Bust of Plato (ca. 370 BC) Academia in Athens (Public Domain)

Bust of Plato (ca. 370 BC) Academia in Athens (Public Domain)

Plato’s Theaetetus

Plato, who possibly coined the original term ‘philosophia’, was big on medical metaphors – sometimes regarding philosophical nostrums as specifics for the betterment or cure of a sick body politic, at other times for a morally unhealthy individual soul. Much of Plato’s philosophy was to do with individual ethics, right and wrong, justice and injustice, where goodness, for him, required an ultra-high level of intellectual capacity. His most famous pupil Aristotle cast his intellectual net far wider, though he too wrote memorably on ethics, and especially on the ethics of friendship, but for him the social-political context of behavior mattered as much as did personal probity.

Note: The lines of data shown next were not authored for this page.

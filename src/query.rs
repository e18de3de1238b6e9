//! Query parsing and intent classification.
//!
//! Parsing never fails: whatever the input looks like, the caller gets a
//! best-effort [`ParsedQuery`] and the search proceeds with it.

use crate::tokenizer;
use lazy_static::lazy_static;
use regex::Regex;
use serde::{Deserialize, Serialize};

/// Coarse query category driving fusion weighting.
#[derive(Debug, Clone, Copy, PartialEq, Eq, Hash, Serialize, Deserialize)]
#[serde(rename_all = "lowercase")]
pub enum QueryIntent {
    Natural,
    Code,
    Symbol,
    File,
    Import,
    Config,
}

impl QueryIntent {
    pub fn as_str(&self) -> &'static str {
        match self {
            QueryIntent::Natural => "natural",
            QueryIntent::Code => "code",
            QueryIntent::Symbol => "symbol",
            QueryIntent::File => "file",
            QueryIntent::Import => "import",
            QueryIntent::Config => "config",
        }
    }
}

/// Structured view of a user query.
#[derive(Debug, Clone)]
pub struct ParsedQuery {
    pub original: String,
    /// Query text with recognized file/field tokens stripped; falls back
    /// to `original` when stripping empties it.
    pub focused: String,
    pub file_patterns: Vec<String>,
    pub target_fields: Vec<String>,
    pub detected_file_type: Option<String>,
    pub is_json_field_query: bool,
    /// Library name extracted from an import/usage query.
    pub import_library: Option<String>,
    /// Generated ES6/CommonJS/dynamic-import patterns for the lexical side.
    pub import_regexes: Vec<String>,
    pub intent: QueryIntent,
}

lazy_static! {
    /// "imports of X" / "usages of X" / "where is X imported" phrasings.
    static ref IMPORT_PATTERNS: Vec<Regex> = vec![
        Regex::new(r"(?i)\bimports?\s+(?:of|from)\s+([@\w./-]+)").unwrap(),
        Regex::new(r"(?i)\busages?\s+of\s+([@\w./-]+)").unwrap(),
        Regex::new(r"(?i)\bwhere\s+is\s+([@\w./-]+)\s+(?:imported|used|required)").unwrap(),
        Regex::new(r"(?i)\bfiles?\s+(?:that\s+)?(?:import|require)s?\s+([@\w./-]+)").unwrap(),
        Regex::new(r"(?i)\brequires?\s+of\s+([@\w./-]+)").unwrap(),
    ];

    static ref CAMEL_CASE_RE: Regex = Regex::new(r"\b[a-z]+[A-Z]\w*").unwrap();
    static ref SNAKE_CASE_RE: Regex = Regex::new(r"\b\w+_\w+\b").unwrap();
    static ref CONSTANT_RE: Regex = Regex::new(r"\b[A-Z][A-Z0-9_]{2,}\b").unwrap();

    /// Language-family phrasings like "go files" or "ts files".
    static ref FAMILY_RE: Regex =
        Regex::new(r"(?i)\b(go|rust|rs|python|py|js|javascript|ts|typescript|java|rb|ruby|c|cpp|md|markdown)\s+files?\b")
            .unwrap();

    static ref FILE_WORD_RE: Regex = Regex::new(r"(?i)\bfiles?\b").unwrap();
}

/// Well-known files recognized directly in queries.
const KNOWN_FILES: &[&str] = &[
    "package.json",
    "tsconfig.json",
    "go.mod",
    "go.sum",
    "cargo.toml",
    "dockerfile",
    "makefile",
    "pyproject.toml",
    "requirements.txt",
];

/// package.json fields recognized for field queries.
const PACKAGE_JSON_FIELDS: &[&str] = &[
    "main",
    "scripts",
    "dependencies",
    "devdependencies",
    "peerdependencies",
    "version",
    "name",
    "type",
    "exports",
    "engines",
    "workspaces",
    "bin",
];

/// Code keywords indicating a code-shaped query.
const CODE_KEYWORDS: &[&str] = &[
    "function", "class", "def", "if", "else", "import", "export", "return", "const", "let",
    "var", "fn", "func", "struct", "enum", "impl", "trait", "interface", "async", "await",
    "pub", "static", "void", "lambda",
];

fn family_patterns(family: &str) -> Vec<String> {
    match family.to_lowercase().as_str() {
        "go" => vec!["*.go".into()],
        "rust" | "rs" => vec!["*.rs".into()],
        "python" | "py" => vec!["*.py".into()],
        "js" | "javascript" => vec!["*.js".into(), "*.jsx".into(), "*.mjs".into(), "*.cjs".into()],
        "ts" | "typescript" => vec!["*.ts".into(), "*.tsx".into()],
        "java" => vec!["*.java".into()],
        "rb" | "ruby" => vec!["*.rb".into()],
        "c" => vec!["*.c".into(), "*.h".into()],
        "cpp" => vec!["*.cpp".into(), "*.hpp".into(), "*.cc".into()],
        "md" | "markdown" => vec!["*.md".into()],
        _ => Vec::new(),
    }
}

/// Import regexes generated for a detected library: ES6 named/default,
/// side-effect import, CommonJS require, and dynamic import.
fn import_regexes_for(library: &str) -> Vec<String> {
    let lib = regex::escape(library);
    vec![
        format!(r#"import\s+[^;]*?\bfrom\s+['"]{}['"]"#, lib),
        format!(r#"import\s+['"]{}['"]"#, lib),
        format!(r#"require\s*\(\s*['"]{}['"]\s*\)"#, lib),
        format!(r#"import\s*\(\s*['"]{}['"]\s*\)"#, lib),
    ]
}

/// True when the query looks like a regex rather than literal terms.
pub fn is_regex_query(query: &str) -> bool {
    const REGEX_MARKERS: &[&str] = &[
        r"\b", r"\w", r"\d", r"\s", "[", "]", "(", ")", "*", "+", "?", "{", "}", "^", "$", "|",
    ];
    REGEX_MARKERS.iter().any(|m| query.contains(m))
}

/// Parses a query into its structured form. Never fails.
pub fn parse_query(query: &str) -> ParsedQuery {
    let original = query.to_string();
    let lower = query.to_lowercase();
    let mut file_patterns: Vec<String> = Vec::new();
    let mut target_fields: Vec<String> = Vec::new();
    let mut detected_file_type: Option<String> = None;
    let mut import_library: Option<String> = None;
    let mut import_regexes: Vec<String> = Vec::new();
    let mut stripped_tokens: Vec<String> = Vec::new();

    // Import/usage recognition: first matching pattern wins, the library
    // becomes the focused text and JS-family patterns are implied.
    for pattern in IMPORT_PATTERNS.iter() {
        if let Some(caps) = pattern.captures(query) {
            let lib = caps[1].trim_matches(|c| c == '\'' || c == '"').to_string();
            if !lib.is_empty() {
                import_regexes = import_regexes_for(&lib);
                import_library = Some(lib);
                for ext in ["*.js", "*.ts", "*.tsx", "*.jsx", "*.mjs", "*.cjs"] {
                    file_patterns.push(ext.to_string());
                }
                break;
            }
        }
    }

    // Well-known file references
    for known in KNOWN_FILES {
        if lower.contains(known) {
            // Preserve canonical casing for special files
            let canonical = match *known {
                "dockerfile" => "Dockerfile",
                "makefile" => "Makefile",
                "cargo.toml" => "Cargo.toml",
                other => other,
            };
            file_patterns.push(canonical.to_string());
            if detected_file_type.is_none() {
                detected_file_type = Some(canonical.to_string());
            }
            stripped_tokens.push(known.to_string());
        }
    }

    // Language-family phrasings ("go files", "ts files")
    if let Some(caps) = FAMILY_RE.captures(query) {
        let family = caps[1].to_string();
        for pattern in family_patterns(&family) {
            if !file_patterns.contains(&pattern) {
                file_patterns.push(pattern);
            }
        }
        if detected_file_type.is_none() {
            detected_file_type = Some(family.to_lowercase());
        }
        stripped_tokens.push(family.to_lowercase());
        stripped_tokens.push("files".to_string());
        stripped_tokens.push("file".to_string());
    }

    // package.json field references
    if lower.contains("package.json") {
        let query_tokens = tokenizer::tokenize(&lower);
        for field in PACKAGE_JSON_FIELDS {
            // Match "<field> field" or the bare field name next to the
            // package.json mention.
            if lower.contains(&format!("{} field", field))
                || query_tokens.iter().any(|t| t == field)
            {
                target_fields.push(field.to_string());
                stripped_tokens.push(field.to_string());
            }
        }
    }
    let is_json_field_query = !target_fields.is_empty();

    // Focused text: import queries focus on the library; otherwise strip
    // the recognized tokens and fall back to the original if nothing is
    // left.
    let focused = if let Some(lib) = &import_library {
        lib.clone()
    } else {
        let kept: Vec<String> = tokenizer::tokenize_display(query)
            .into_iter()
            .filter(|t| {
                let t_lower = t.to_lowercase();
                !stripped_tokens.contains(&t_lower)
            })
            .collect();
        if kept.is_empty() {
            original.clone()
        } else {
            kept.join(" ")
        }
    };

    let intent = classify_intent(
        &original,
        &lower,
        import_library.is_some(),
        is_json_field_query,
        &file_patterns,
    );

    ParsedQuery {
        original,
        focused,
        file_patterns,
        target_fields,
        detected_file_type,
        is_json_field_query,
        import_library,
        import_regexes,
        intent,
    }
}

/// Intent rules, first match wins.
fn classify_intent(
    original: &str,
    lower: &str,
    is_import: bool,
    is_json_field_query: bool,
    file_patterns: &[String],
) -> QueryIntent {
    if is_import {
        return QueryIntent::Import;
    }
    if is_json_field_query
        || lower.contains("config")
        || lower.contains("package.json")
        || lower.contains("tsconfig")
    {
        return QueryIntent::Config;
    }
    if !file_patterns.is_empty() || FILE_WORD_RE.is_match(lower) {
        return QueryIntent::File;
    }
    if CAMEL_CASE_RE.is_match(original)
        || SNAKE_CASE_RE.is_match(original)
        || CONSTANT_RE.is_match(original)
        || original.contains("::")
    {
        return QueryIntent::Symbol;
    }
    let tokens: Vec<String> = lower.split_whitespace().map(|t| t.to_string()).collect();
    if tokens.iter().any(|t| CODE_KEYWORDS.contains(&t.as_str())) {
        return QueryIntent::Code;
    }
    QueryIntent::Natural
}
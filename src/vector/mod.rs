//! Vector side of the engine: fixed-dimension embeddings keyed by chunk
//! id, cosine kNN search, and file + sidecar persistence.

pub mod flat;
pub mod hnsw;

pub use flat::{FlatVectorIndex, VectorIndexMeta};
pub use hnsw::{HnswConfig, HnswGraph};

use crate::error::Result;
use crate::types::CancelToken;
use std::path::Path;

/// One embedding ready for insertion.
#[derive(Debug, Clone)]
pub struct ChunkEmbedding {
    pub chunk_id: String,
    pub vector: Vec<f32>,
}

/// Options accepted by a vector search.
#[derive(Debug, Clone, Copy, Default)]
pub struct VectorSearchOptions {
    /// Results scoring below this are dropped.
    pub min_score: f32,
}

/// One nearest-neighbor result.
#[derive(Debug, Clone)]
pub struct VectorSearchResult {
    pub chunk_id: String,
    /// Cosine similarity in [-1, 1].
    pub score: f32,
    /// Euclidean distance between the stored and query vectors.
    pub distance: f32,
}

/// Point-in-time statistics surfaced by `stats()`.
#[derive(Debug, Clone)]
pub struct VectorStats {
    pub total_vectors: usize,
    pub dimension: usize,
    pub metric: &'static str,
}

/// Contract of the vector indexer.
pub trait VectorIndex: Send + Sync {
    fn add_vectors(&self, embeddings: &[ChunkEmbedding], token: &CancelToken) -> Result<()>;
    fn search(
        &self,
        query: &[f32],
        k: usize,
        options: &VectorSearchOptions,
    ) -> Result<Vec<VectorSearchResult>>;
    fn delete(&self, chunk_ids: &[String]) -> Result<()>;
    /// Removes every chunk whose id starts with `prefix` (used for file
    /// deletes, where the prefix is `"<path>:"`). Returns the number
    /// removed.
    fn delete_prefix(&self, prefix: &str) -> Result<usize>;
    fn save(&self, path: &Path) -> Result<()>;
    fn load(&self, path: &Path) -> Result<()>;
    fn stats(&self) -> Result<VectorStats>;
    fn close(&self) -> Result<()>;
}
use std::io;
use std::path::PathBuf;
use thiserror::Error;

/// Result type used throughout the library.
pub type Result<T> = std::result::Result<T, Error>;

/// Errors that can occur across the search engine.
#[derive(Error, Debug)]
pub enum Error {
    #[error("Bad query: {0}")]
    BadQuery(String),

    #[error("File not found: {0}")]
    FileNotFound(PathBuf),

    #[error("Chunk not found: {0}")]
    ChunkNotFound(String),

    #[error("File too large: {path} ({size} bytes, limit {limit})")]
    FileTooLarge { path: PathBuf, size: u64, limit: u64 },

    #[error("Vector dimension mismatch: expected {expected}, got {found}")]
    DimensionMismatch { expected: usize, found: usize },

    #[error("Failed to read file {path}: {source}")]
    FileRead { path: PathBuf, source: io::Error },

    #[error("Index I/O error: {0}")]
    IndexIo(String),

    #[error("Embedder unavailable: {0}")]
    EmbedderUnavailable(String),

    #[error("Index is not ready for search")]
    NotReady,

    #[error("Operation cancelled")]
    Cancelled,

    #[error("Configuration error: {0}")]
    Config(String),

    #[error("Lock poisoned: {0}")]
    Lock(String),

    #[error("IO error: {0}")]
    Io(#[from] io::Error),

    #[error("Serialization error: {0}")]
    Serialization(#[from] serde_json::Error),

    #[error("Internal error: {0}")]
    Internal(String),
}

impl From<bincode::Error> for Error {
    fn from(error: bincode::Error) -> Self {
        Error::IndexIo(error.to_string())
    }
}

impl Error {
    /// Process exit code for the CLI: 0 success, 2 bad-request, 3 config
    /// error, 4 index I/O error, 5 internal.
    pub fn exit_code(&self) -> i32 {
        match self {
            Error::BadQuery(_) | Error::DimensionMismatch { .. } => 2,
            Error::Config(_) => 3,
            Error::IndexIo(_)
            | Error::Io(_)
            | Error::FileRead { .. }
            | Error::Serialization(_) => 4,
            _ => 5,
        }
    }

    /// JSON-RPC 2.0 error code for the stdio surface.
    pub fn rpc_code(&self) -> i64 {
        match self {
            Error::BadQuery(_) | Error::DimensionMismatch { .. } => -32602,
            _ => -32603,
        }
    }

    /// Short machine-readable label carried in structured error payloads.
    pub fn kind(&self) -> &'static str {
        match self {
            Error::BadQuery(_) => "bad_query",
            Error::FileNotFound(_) => "not_found",
            Error::ChunkNotFound(_) => "not_found",
            Error::FileTooLarge { .. } => "too_large",
            Error::DimensionMismatch { .. } => "bad_query",
            Error::FileRead { .. } | Error::IndexIo(_) | Error::Io(_) | Error::Serialization(_) => {
                "index_io"
            }
            Error::EmbedderUnavailable(_) => "embedder_unavailable",
            Error::NotReady => "not_ready",
            Error::Cancelled => "cancelled",
            Error::Config(_) => "config",
            Error::Lock(_) | Error::Internal(_) => "internal",
        }
    }
}

#[cfg(test)]
mod tests {
    use super::*;

    #[test]
    fn test_exit_codes_match_taxonomy() {
        assert_eq!(Error::BadQuery("x".into()).exit_code(), 2);
        assert_eq!(Error::Config("x".into()).exit_code(), 3);
        assert_eq!(Error::IndexIo("x".into()).exit_code(), 4);
        assert_eq!(Error::Internal("x".into()).exit_code(), 5);
        assert_eq!(Error::Cancelled.exit_code(), 5);
    }

    #[test]
    fn test_rpc_codes() {
        assert_eq!(Error::BadQuery("empty".into()).rpc_code(), -32602);
        assert_eq!(Error::Internal("bug".into()).rpc_code(), -32603);
    }
}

Plato presented his philosophy through the medium of invented dialogues, tried out first on his pupils at his Athens Academy of higher learning (founded in the 380s), later published on papyrus as finished works, many of which are also considered masterpieces of prose literature. They exemplify the so-called ‘Socratic’ Question-and-Answer method of enquiry, so named because Plato’s mentor Socrates (who never wrote a word) is featured in almost all of his dialogues as the principal interlocutor. It must be emphasized that these dialogues are not transcripts, but Platonic creations or fictions. The ‘Socrates’ character is very much Plato’s version of him. Plato lived to a very great age, and the dialogues were published over some three decades; the Theaetetus, named for one of Socrates’ two principal discussants, is thought to fall towards the end of that period.

Like most of the earliest, this dialogue focuses on a single definitional question, a matter of epistemology: What is knowledge? Theaetetus has three attempts at trying to define it, and none of them satisfies ‘Socrates’.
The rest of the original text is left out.